Listeria monocytogenes is a facultative intracellular pathogen that can cause serious invasive illness (listeriosis) in humans and other animals. L. monocytogenes is responsible for over 25% of food-borne-disease-related deaths attributable to known pathogens and is a leading cause of food recalls due to microbial adulteration (12, 21). However, not all L. monocytogenes subtypes contribute equally to human illness, and substantial differences in the ecologies and virulence attributes of different L. monocytogenes subtypes have been identified (9, 13, 14, 23, 24, 33, 35, 36). Among the four major evolutionary lineages of L. monocytogenes, only lineages I and II are commonly isolated from contaminated food and human listeriosis patients (19, 27, 29, 33). Lineage I strains are overrepresented among human listeriosis isolates, particularly those associated with epidemic outbreaks, whereas lineage II strains are overrepresented in foods and the environment (13, 14, 24).
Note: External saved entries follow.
use std::{
    borrow::Cow,
    io::{self, BufRead},
};

use rustyline::{
    completion::{Completer, Pair},
    error::ReadlineError,
    highlight::Highlighter,
    hint::Hinter,
    history::DefaultHistory,
    validate::{ValidationContext, ValidationResult, Validator},
    Cmd, Context as ReadlineContext, Editor, Helper, KeyEvent,
};
use shell_words::split;

use crate::cli::core::{CliError, CliMode, CommandError, LoopControl, ShellContext};
use crate::cli::output::{self, info as output_info, OutputPreferences};

pub const SCRIPT_ENV: &str = "EXPENSE_CORE_CLI_SCRIPT";

pub fn run_cli() -> Result<(), CliError> {
    let mode = if std::env::var_os(SCRIPT_ENV).is_some() {
        CliMode::Script
    } else {
        CliMode::Interactive
    };

    if mode == CliMode::Script {
        output::set_preferences(OutputPreferences { plain: true });
    }

    let mut context = ShellContext::new(mode)?;
    tracing::info!(?mode, "shell started");

    match mode {
        CliMode::Interactive => run_interactive(&mut context),
        CliMode::Script => run_script(&mut context),
    }
}

fn run_interactive(context: &mut ShellContext) -> Result<(), CliError> {
    let mut editor = Editor::<CommandHelper, DefaultHistory>::new()?;
    editor.set_helper(Some(CommandHelper::new(context.command_names())));
    editor.bind_sequence(KeyEvent::from('?'), Cmd::Complete);
    output_info("Type `help` to list commands.");

    while context.running {
        match editor.readline(&context.prompt()) {
            Ok(line) => {
                let trimmed = line.trim();
                if trimmed.is_empty() {
                    continue;
                }
                editor.add_history_entry(trimmed).ok();

                match handle_line(context, trimmed) {
                    Ok(LoopControl::Continue) => {}
                    Ok(LoopControl::Exit) => break,
                    Err(err) => context.report_error(err)?,
                }
            }
            Err(ReadlineError::Interrupted) => {
                if context.confirm_exit()? {
                    break;
                }
            }
            Err(ReadlineError::Eof) => {
                output_info("Exiting shell.");
                break;
            }
            Err(err) => return Err(err.into()),
        }
    }

    Ok(())
}

fn run_script(context: &mut ShellContext) -> Result<(), CliError> {
    let stdin = io::stdin();
    for line in stdin.lock().lines() {
        if !context.running {
            break;
        }
        let line = line?;
        match handle_line(context, &line) {
            Ok(LoopControl::Continue) => {}
            Ok(LoopControl::Exit) => break,
            Err(err) => context.report_error(err)?,
        }
    }
    Ok(())
}

fn handle_line(context: &mut ShellContext, line: &str) -> Result<LoopControl, CommandError> {
    let tokens = match parse_command_line(line) {
        Ok(tokens) => tokens,
        Err(message) => {
            context.print_warning(&message);
            return Ok(LoopControl::Continue);
        }
    };

    let Some(raw) = tokens.first() else {
        return Ok(LoopControl::Continue);
    };
    if raw.starts_with('#') {
        return Ok(LoopControl::Continue);
    }

    let command = raw.to_lowercase();
    let args: Vec<&str> = tokens.iter().skip(1).map(String::as_str).collect();
    context.last_command = Some(line.trim().to_string());

    match context.dispatch(&command, raw, &args) {
        Ok(LoopControl::Exit) => {
            context.running = false;
            Ok(LoopControl::Exit)
        }
        other => other,
    }
}

pub(crate) fn parse_command_line(input: &str) -> Result<Vec<String>, String> {
    split(input).map_err(|err| err.to_string())
}

struct CommandHelper {
    commands: Vec<String>,
}

impl CommandHelper {
    fn new(names: Vec<&'static str>) -> Self {
        let mut commands: Vec<String> = names
            .into_iter()
            .map(|name| name.to_ascii_lowercase())
            .collect();
        commands.sort();
        commands.dedup();
        Self { commands }
    }
}

impl Helper for CommandHelper {}

impl Completer for CommandHelper {
    type Candidate = Pair;

    fn complete(
        &self,
        line: &str,
        pos: usize,
        _ctx: &ReadlineContext<'_>,
    ) -> rustyline::Result<(usize, Vec<Pair>)> {
        let prefix = &line[..pos];
        // Only the first word is a command name.
        if prefix.trim_start().contains(char::is_whitespace) {
            return Ok((pos, Vec::new()));
        }
        let start = prefix.len() - prefix.trim_start().len();
        let needle = prefix[start..].to_ascii_lowercase();
        let candidates = self
            .commands
            .iter()
            .filter(|name| name.starts_with(&needle))
            .map(|name| Pair {
                display: name.clone(),
                replacement: name.clone(),
            })
            .collect();
        Ok((start, candidates))
    }
}

impl Hinter for CommandHelper {
    type Hint = String;
}

impl Highlighter for CommandHelper {
    fn highlight<'l>(&self, line: &'l str, _pos: usize) -> Cow<'l, str> {
        Cow::Borrowed(line)
    }
}

impl Validator for CommandHelper {
    fn validate(&self, _ctx: &mut ValidationContext) -> rustyline::Result<ValidationResult> {
        Ok(ValidationResult::Valid(None))
    }
}

#[cfg(test)]
mod tests {
    use super::*;

    #[test]
    fn quoted_arguments_stay_together() {
        let tokens = parse_command_line(r#"add "Team lunch" 42.10 Food"#).unwrap();
        assert_eq!(tokens, vec!["add", "Team lunch", "42.10", "Food"]);
    }

    #[test]
    fn unbalanced_quotes_are_reported() {
        assert!(parse_command_line(r#"add "Team lunch 42.10"#).is_err());
    }
}
use colored::Colorize;
use std::fmt;
use std::sync::{OnceLock, RwLock};

/// Message categories used by the CLI output helpers.
#[derive(Clone, Copy, Debug, PartialEq, Eq)]
pub enum MessageKind {
    Info,
    Success,
    Warning,
    Error,
    Section,
}

#[derive(Clone, Copy, Debug, Default)]
pub struct OutputPreferences {
    /// Emit undecorated text (script mode, pipes).
    pub plain: bool,
}

static PREFERENCES: OnceLock<RwLock<OutputPreferences>> = OnceLock::new();

pub fn set_preferences(prefs: OutputPreferences) {
    let lock = PREFERENCES.get_or_init(|| RwLock::new(OutputPreferences::default()));
    if let Ok(mut guard) = lock.write() {
        *guard = prefs;
    }
}

fn preferences() -> OutputPreferences {
    PREFERENCES
        .get_or_init(|| RwLock::new(OutputPreferences::default()))
        .read()
        .map(|guard| *guard)
        .unwrap_or_default()
}

fn label(kind: MessageKind) -> &'static str {
    match kind {
        MessageKind::Info => "INFO",
        MessageKind::Success => "SUCCESS",
        MessageKind::Warning => "WARNING",
        MessageKind::Error => "ERROR",
        MessageKind::Section => "",
    }
}

fn apply_style(kind: MessageKind, message: impl fmt::Display, prefs: &OutputPreferences) -> String {
    let text = message.to_string();
    let formatted = match kind {
        MessageKind::Section => format!("=== {} ===", text.trim()),
        _ => format!("{}: {}", label(kind), text),
    };

    if prefs.plain {
        return formatted;
    }

    match kind {
        MessageKind::Success => formatted.bright_green().to_string(),
        MessageKind::Warning => formatted.bright_yellow().to_string(),
        MessageKind::Error => formatted.bright_red().to_string(),
        MessageKind::Section => formatted.bold().to_string(),
        MessageKind::Info => formatted,
    }
}

pub fn print(kind: MessageKind, message: impl fmt::Display) {
    let prefs = preferences();
    let formatted = apply_style(kind, message, &prefs);
    match kind {
        MessageKind::Section => println!("\n{}", formatted),
        MessageKind::Error | MessageKind::Warning => eprintln!("{}", formatted),
        _ => println!("{}", formatted),
    }
}

pub fn info(message: impl fmt::Display) {
    print(MessageKind::Info, message);
}

pub fn success(message: impl fmt::Display) {
    print(MessageKind::Success, message);
}

pub fn warning(message: impl fmt::Display) {
    print(MessageKind::Warning, message);
}

pub fn error(message: impl fmt::Display) {
    print(MessageKind::Error, message);
}

pub fn section(title: impl fmt::Display) {
    print(MessageKind::Section, title);
}
use crate::cli::core::{CommandError, CommandResult, ShellContext};
use crate::cli::io;
use crate::cli::output::section as output_section;
use crate::config::Config;

use super::CommandDefinition;

const USAGE: &str = "config [show|set <currency|target|endpoint|timeout> <value>]";

pub(crate) fn definitions() -> Vec<CommandDefinition> {
    vec![CommandDefinition::new(
        "config",
        "View and change conversion settings",
        USAGE,
        cmd_config,
    )]
}

fn cmd_config(context: &mut ShellContext, args: &[&str]) -> CommandResult {
    match args {
        [] | ["show"] => show_config(context),
        ["set", key, value] => {
            context.config.set(key, value)?;
            context.persist_config()?;
            io::print_success(format!("Updated `{key}`."));
            Ok(())
        }
        ["set", ..] => Err(CommandError::InvalidArguments(format!(
            "Usage: config set <{}> <value>",
            Config::KEYS.join("|")
        ))),
        _ => Err(CommandError::InvalidArguments(format!("Usage: {USAGE}"))),
    }
}

fn show_config(context: &ShellContext) -> CommandResult {
    let config = &context.config;
    output_section("Configuration");
    io::print_info(format!("  File      : {}", context.config_path()));
    io::print_info(format!("  Currency  : {}", config.currency));
    io::print_info(format!("  Target    : {}", config.target_currency));
    io::print_info(format!("  Endpoint  : {}", config.rate_endpoint));
    io::print_info(format!("  Timeout   : {}s", config.rate_timeout_secs));
    Ok(())
}
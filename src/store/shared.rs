use std::sync::{Arc, Mutex, MutexGuard, PoisonError};

use crate::domain::{Expense, ExpenseFields};
use crate::errors::ValidationError;

use super::{ExpenseRepository, ExpenseStore};

/// Cloneable, thread-safe handle onto one [`ExpenseStore`].
///
/// Every clone addresses the same store. Insertion holds the lock across
/// "read counter, validate, append, increment", so ids stay unique and
/// monotonic with concurrent writers.
#[derive(Debug, Clone, Default)]
pub struct SharedExpenseStore {
    inner: Arc<Mutex<ExpenseStore>>,
}

impl SharedExpenseStore {
    pub fn new() -> Self {
        Self::default()
    }

    pub fn from_store(store: ExpenseStore) -> Self {
        Self {
            inner: Arc::new(Mutex::new(store)),
        }
    }

    // Store operations never leave partial state behind, so a poisoned lock
    // still guards a consistent store.
    fn lock(&self) -> MutexGuard<'_, ExpenseStore> {
        self.inner.lock().unwrap_or_else(PoisonError::into_inner)
    }
}

impl ExpenseRepository for SharedExpenseStore {
    fn add(&mut self, fields: ExpenseFields) -> Result<Expense, ValidationError> {
        self.lock().add(fields)
    }

    fn get_by_id(&self, id: u64) -> Option<Expense> {
        self.lock().get(id).cloned()
    }

    fn get_all(&self) -> Vec<Expense> {
        self.lock().iter().cloned().collect()
    }

    fn len(&self) -> usize {
        self.lock().len()
    }
}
Lineage III strains account for approximately 1% of human listeriosis cases but are common among animal listeriosis isolates and appear to be a host-adapted group that is poorly adapted to food-processing environments (6, 34-36). The ecological and virulence attributes of lineage IV are poorly understood, as this lineage is rare and was only recently described based on a small number of strains (19, 26, 29, 33).
L. monocytogenes is differentiated into 13 serotypes; however, four major serogroups (4b, 1/2b, 1/2a, and 1/2c) from within lineages I and II account for more than 98% of human and food isolates (16, 31). Serogroups refer to evolutionary complexes typified by a predominant serotype but which include very rare serotypes that represent minor evolutionary variants (7, 9, 33). Phylogenetic analyses have indicated that rare serotypes may have evolved recently, or even multiple times, from one of the major serotypes (9), and numerous molecular methods fail to discriminate minor serotypes as independent groups (1, 4, 7, 9, 18, 22, 33, 38, 39). Serotyping is one of the most common methods for L. monocytogenes subtyping, and serogroup classifications are a useful component of strain characterization because ecotype divisions appear largely congruent with serogroup distinctions (16, 34). Serogroup 4b strains are of particular public health concern because contamination with these strains appears to increase the probability that a ready-to-eat (RTE) food will be implicated in listeriosis (16, 28). Serogroup 4b strains account for approximately 40% of sporadic listeriosis and also are responsible for the majority of listeriosis outbreaks despite being relatively rare contaminants of food products (9, 13, 17, 30, 34). In addition, serogroup 4b strains are associated with more severe clinical presentations and higher mortality rates than other serogroups (11, 16, 20, 31, 34). Serogroups 1/2a and 1/2b are overrepresented among food isolates but also contribute significantly to human listeriosis, whereas serogroup 1/2c rarely causes human illness and may pose a lower risk of listeriosis for humans (16). Serogroup-specific differences in association with human listeriosis are consistent with the prevalence of virulence-attenuating mutations in inlA within these serogroups (32, 34); however, a number of additional factors likely contribute to these differences.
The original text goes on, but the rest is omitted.